Le nouveau Guide suprême iranien, Mojtaba Khamenei, blessé lors du raid israélo-américain qui a coûté la vie à son père Ali Khamenei le 28 février dernier, serait désormais « sain et sauf ». L’information a été relayée par Yousef Pezeshkian, fils du président iranien, à travers un message publié sur son compte Telegram.
Âgé de 56 ans, le nouveau dirigeant iranien n’est toutefois pas apparu en public depuis sa nomination à la tête de la République islamique. Selon des informations du New York Times, il aurait été blessé aux jambes lors de l’attaque, bien que son état de santé ne soit pas considéré comme critique.
D’après plusieurs responsables iraniens et israéliens cités par le quotidien américain, Mojtaba Khamenei serait actuellement pris en charge dans un lieu hautement sécurisé. Toujours conscient, il resterait cependant sous étroite protection, avec des communications très limitées. Depuis sa désignation comme successeur de son père, aucune apparition publique, ni vidéo, ni déclaration officielle n’a été diffusée, ce qui alimente de nombreuses spéculations.
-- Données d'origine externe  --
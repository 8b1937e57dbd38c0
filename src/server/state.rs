//! Shared handler state

use crate::core::credentials::TokenService;
use crate::entities::PricingPolicy;
use crate::storage::Repositories;

/// State shared by every handler
#[derive(Clone)]
pub struct AppState {
    pub repos: Repositories,
    pub tokens: TokenService,
    pub pricing: PricingPolicy,
}

impl AppState {
    pub fn new(repos: Repositories, tokens: TokenService, pricing: PricingPolicy) -> Self {
        Self {
            repos,
            tokens,
            pricing,
        }
    }
}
La frappe menée le 28 février visait un complexe stratégique du pouvoir situé au cœur de Téhéran. Selon les informations rapportées par le New York Times, l’attaque aurait également causé la mort de plusieurs hauts responsables de la défense iranienne ainsi que de membres de la famille du Guide suprême.
Dans les jours qui ont suivi ce raid meurtrier, l’Assemblée des experts, institution religieuse et politique chargée de choisir le Guide suprême, s’est réunie et a désigné Mojtaba Khamenei pour diriger la République islamique.
Longtemps resté dans l’ombre de son père, il est néanmoins considéré comme une figure influente du régime. Selon plusieurs analyses, il aurait joué un rôle important dans les affaires sécuritaires et militaires du pays et entretiendrait des relations étroites avec les Gardiens de la révolution.
Depuis sa nomination, son absence prolongée de la scène publique suscite de nombreuses interrogations, alors que les tensions restent particulièrement vives dans la région. Les observateurs s’interrogent notamment sur sa situation réelle et sur la manière dont il pourrait exercer le pouvoir dans un contexte géopolitique déjà extrêmement fragile.